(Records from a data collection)
###

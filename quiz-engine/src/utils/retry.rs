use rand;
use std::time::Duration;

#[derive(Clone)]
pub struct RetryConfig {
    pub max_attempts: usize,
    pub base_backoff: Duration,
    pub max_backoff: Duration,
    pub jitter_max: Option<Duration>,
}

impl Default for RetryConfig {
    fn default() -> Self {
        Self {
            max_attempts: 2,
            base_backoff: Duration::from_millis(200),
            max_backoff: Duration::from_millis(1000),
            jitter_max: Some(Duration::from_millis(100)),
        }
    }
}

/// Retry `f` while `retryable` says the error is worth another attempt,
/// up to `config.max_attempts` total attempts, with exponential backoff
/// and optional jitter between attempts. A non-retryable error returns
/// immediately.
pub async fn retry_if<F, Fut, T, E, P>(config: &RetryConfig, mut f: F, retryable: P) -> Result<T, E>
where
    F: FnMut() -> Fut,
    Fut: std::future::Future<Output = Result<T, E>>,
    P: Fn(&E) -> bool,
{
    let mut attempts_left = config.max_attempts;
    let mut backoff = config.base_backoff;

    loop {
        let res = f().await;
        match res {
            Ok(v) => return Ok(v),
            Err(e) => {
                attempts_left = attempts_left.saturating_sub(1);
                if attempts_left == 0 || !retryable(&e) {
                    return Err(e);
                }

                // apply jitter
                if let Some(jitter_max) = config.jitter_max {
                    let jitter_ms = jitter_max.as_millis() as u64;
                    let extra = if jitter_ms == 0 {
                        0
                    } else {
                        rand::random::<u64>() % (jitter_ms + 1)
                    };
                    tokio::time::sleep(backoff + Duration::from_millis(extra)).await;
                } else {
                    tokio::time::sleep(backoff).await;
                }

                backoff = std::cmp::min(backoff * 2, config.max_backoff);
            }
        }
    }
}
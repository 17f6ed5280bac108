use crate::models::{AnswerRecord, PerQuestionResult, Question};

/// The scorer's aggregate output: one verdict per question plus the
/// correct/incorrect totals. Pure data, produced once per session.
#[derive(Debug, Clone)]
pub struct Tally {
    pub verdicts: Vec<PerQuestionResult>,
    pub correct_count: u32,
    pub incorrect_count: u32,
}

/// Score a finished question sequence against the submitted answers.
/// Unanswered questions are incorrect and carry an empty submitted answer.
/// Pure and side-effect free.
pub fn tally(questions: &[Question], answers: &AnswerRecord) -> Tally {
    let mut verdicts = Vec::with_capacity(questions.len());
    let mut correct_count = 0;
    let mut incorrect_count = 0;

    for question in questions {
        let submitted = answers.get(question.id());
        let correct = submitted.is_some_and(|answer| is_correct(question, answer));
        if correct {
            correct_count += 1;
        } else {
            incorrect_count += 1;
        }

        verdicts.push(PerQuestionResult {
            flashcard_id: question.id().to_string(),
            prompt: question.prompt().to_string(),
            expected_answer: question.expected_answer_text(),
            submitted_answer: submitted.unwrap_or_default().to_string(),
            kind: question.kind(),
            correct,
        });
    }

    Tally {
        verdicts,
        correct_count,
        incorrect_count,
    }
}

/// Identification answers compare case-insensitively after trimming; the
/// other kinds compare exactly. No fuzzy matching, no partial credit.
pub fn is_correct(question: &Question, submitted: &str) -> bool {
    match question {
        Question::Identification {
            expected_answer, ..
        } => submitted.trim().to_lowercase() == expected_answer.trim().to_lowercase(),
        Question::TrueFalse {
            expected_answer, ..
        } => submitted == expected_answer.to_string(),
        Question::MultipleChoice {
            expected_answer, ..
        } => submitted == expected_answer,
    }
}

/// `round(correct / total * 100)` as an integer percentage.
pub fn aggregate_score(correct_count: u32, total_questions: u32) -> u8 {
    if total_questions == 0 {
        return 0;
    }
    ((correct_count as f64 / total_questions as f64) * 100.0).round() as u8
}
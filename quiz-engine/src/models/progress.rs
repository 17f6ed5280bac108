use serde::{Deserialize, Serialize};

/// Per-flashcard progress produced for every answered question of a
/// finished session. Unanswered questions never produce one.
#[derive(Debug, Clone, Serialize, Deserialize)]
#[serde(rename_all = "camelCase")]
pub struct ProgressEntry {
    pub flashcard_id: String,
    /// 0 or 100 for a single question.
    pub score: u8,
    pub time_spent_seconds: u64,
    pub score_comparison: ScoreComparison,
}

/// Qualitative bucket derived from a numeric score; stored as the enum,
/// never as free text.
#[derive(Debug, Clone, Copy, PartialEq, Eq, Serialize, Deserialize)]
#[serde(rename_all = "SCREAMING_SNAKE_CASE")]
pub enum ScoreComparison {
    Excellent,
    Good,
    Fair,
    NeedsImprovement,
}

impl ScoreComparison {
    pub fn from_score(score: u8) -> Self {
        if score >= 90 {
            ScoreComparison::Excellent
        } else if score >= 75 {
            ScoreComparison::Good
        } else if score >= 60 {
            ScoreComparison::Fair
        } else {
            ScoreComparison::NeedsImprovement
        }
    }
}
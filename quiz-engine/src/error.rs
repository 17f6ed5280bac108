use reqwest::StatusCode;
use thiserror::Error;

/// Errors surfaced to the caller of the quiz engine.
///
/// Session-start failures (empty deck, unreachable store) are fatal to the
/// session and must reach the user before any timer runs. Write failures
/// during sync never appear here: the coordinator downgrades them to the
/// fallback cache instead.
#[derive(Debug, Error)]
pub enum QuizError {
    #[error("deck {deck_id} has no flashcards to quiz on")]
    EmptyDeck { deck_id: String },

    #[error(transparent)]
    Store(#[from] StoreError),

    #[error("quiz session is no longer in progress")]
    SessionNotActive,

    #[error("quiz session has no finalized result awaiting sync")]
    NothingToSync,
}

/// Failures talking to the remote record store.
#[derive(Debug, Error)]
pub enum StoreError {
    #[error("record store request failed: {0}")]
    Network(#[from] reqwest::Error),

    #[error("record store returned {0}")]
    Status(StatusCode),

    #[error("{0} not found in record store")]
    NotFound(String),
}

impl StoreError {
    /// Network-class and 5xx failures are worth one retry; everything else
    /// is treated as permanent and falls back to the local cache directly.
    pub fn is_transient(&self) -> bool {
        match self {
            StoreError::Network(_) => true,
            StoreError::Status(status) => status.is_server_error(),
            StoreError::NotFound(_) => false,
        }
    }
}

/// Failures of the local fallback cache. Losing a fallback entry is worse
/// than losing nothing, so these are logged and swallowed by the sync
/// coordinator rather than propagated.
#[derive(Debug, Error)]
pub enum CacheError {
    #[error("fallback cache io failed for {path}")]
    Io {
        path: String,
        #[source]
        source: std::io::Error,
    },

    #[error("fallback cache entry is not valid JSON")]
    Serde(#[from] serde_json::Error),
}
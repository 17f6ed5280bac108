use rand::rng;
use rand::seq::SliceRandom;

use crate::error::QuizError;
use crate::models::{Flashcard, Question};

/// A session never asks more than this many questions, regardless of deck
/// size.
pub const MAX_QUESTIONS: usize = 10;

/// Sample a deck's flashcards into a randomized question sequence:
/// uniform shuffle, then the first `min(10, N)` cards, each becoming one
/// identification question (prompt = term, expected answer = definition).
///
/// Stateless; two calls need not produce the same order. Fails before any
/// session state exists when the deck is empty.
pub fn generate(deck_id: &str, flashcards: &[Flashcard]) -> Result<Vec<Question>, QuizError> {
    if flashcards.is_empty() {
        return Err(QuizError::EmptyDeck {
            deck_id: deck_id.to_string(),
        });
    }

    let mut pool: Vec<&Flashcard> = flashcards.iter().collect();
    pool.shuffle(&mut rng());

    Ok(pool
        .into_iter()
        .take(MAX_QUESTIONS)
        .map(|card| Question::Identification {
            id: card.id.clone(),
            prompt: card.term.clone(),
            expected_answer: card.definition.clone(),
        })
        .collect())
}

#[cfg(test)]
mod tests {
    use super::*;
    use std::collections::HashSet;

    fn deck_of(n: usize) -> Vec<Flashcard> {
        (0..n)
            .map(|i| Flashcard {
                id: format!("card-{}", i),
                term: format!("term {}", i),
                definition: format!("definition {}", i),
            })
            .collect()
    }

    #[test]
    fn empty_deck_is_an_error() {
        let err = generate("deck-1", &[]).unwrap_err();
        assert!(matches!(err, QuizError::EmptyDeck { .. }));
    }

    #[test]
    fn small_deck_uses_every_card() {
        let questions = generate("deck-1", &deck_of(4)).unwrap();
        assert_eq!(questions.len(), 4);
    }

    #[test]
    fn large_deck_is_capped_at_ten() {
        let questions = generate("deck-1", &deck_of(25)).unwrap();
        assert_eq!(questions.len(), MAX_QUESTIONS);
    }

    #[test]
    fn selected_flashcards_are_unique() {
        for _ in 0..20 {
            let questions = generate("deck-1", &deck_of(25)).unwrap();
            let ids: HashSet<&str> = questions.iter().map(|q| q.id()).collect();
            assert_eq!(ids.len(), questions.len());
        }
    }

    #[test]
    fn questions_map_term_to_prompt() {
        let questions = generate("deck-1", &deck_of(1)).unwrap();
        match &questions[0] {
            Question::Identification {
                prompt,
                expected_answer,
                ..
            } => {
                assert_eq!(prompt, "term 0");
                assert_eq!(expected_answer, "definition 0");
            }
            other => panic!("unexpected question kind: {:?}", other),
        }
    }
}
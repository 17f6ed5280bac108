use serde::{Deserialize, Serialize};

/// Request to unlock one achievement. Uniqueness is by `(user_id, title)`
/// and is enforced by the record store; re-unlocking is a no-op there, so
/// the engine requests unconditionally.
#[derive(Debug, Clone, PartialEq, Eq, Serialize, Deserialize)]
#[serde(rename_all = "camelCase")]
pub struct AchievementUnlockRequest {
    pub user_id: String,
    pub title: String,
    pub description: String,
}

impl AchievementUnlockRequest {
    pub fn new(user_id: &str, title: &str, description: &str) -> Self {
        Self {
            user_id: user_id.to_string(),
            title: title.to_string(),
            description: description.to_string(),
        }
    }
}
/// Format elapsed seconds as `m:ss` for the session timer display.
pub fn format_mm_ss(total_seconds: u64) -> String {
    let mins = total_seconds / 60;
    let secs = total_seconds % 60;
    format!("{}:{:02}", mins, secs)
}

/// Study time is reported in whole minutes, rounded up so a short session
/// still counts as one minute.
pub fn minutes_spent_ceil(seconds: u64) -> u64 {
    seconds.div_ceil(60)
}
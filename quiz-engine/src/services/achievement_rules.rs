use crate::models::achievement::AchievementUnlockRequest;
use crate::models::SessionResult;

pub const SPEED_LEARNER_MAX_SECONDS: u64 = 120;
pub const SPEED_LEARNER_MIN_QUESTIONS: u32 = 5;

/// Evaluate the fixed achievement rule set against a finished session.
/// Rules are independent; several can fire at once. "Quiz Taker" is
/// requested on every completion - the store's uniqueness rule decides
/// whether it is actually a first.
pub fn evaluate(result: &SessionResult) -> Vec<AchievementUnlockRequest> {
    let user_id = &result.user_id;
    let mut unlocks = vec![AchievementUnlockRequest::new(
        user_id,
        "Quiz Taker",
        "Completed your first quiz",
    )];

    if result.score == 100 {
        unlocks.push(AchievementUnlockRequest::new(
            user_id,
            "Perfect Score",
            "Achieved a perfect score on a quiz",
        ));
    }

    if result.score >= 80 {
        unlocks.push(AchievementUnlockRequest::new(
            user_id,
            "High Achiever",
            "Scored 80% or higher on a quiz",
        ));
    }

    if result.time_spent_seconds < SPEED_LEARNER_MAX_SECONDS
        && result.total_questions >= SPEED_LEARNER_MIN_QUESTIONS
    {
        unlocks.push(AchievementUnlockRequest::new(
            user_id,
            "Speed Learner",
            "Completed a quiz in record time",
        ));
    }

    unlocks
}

###

— Exercise objective —
Work out how many lines in the records above contain the word "const". State only that number.

— Answer box —
3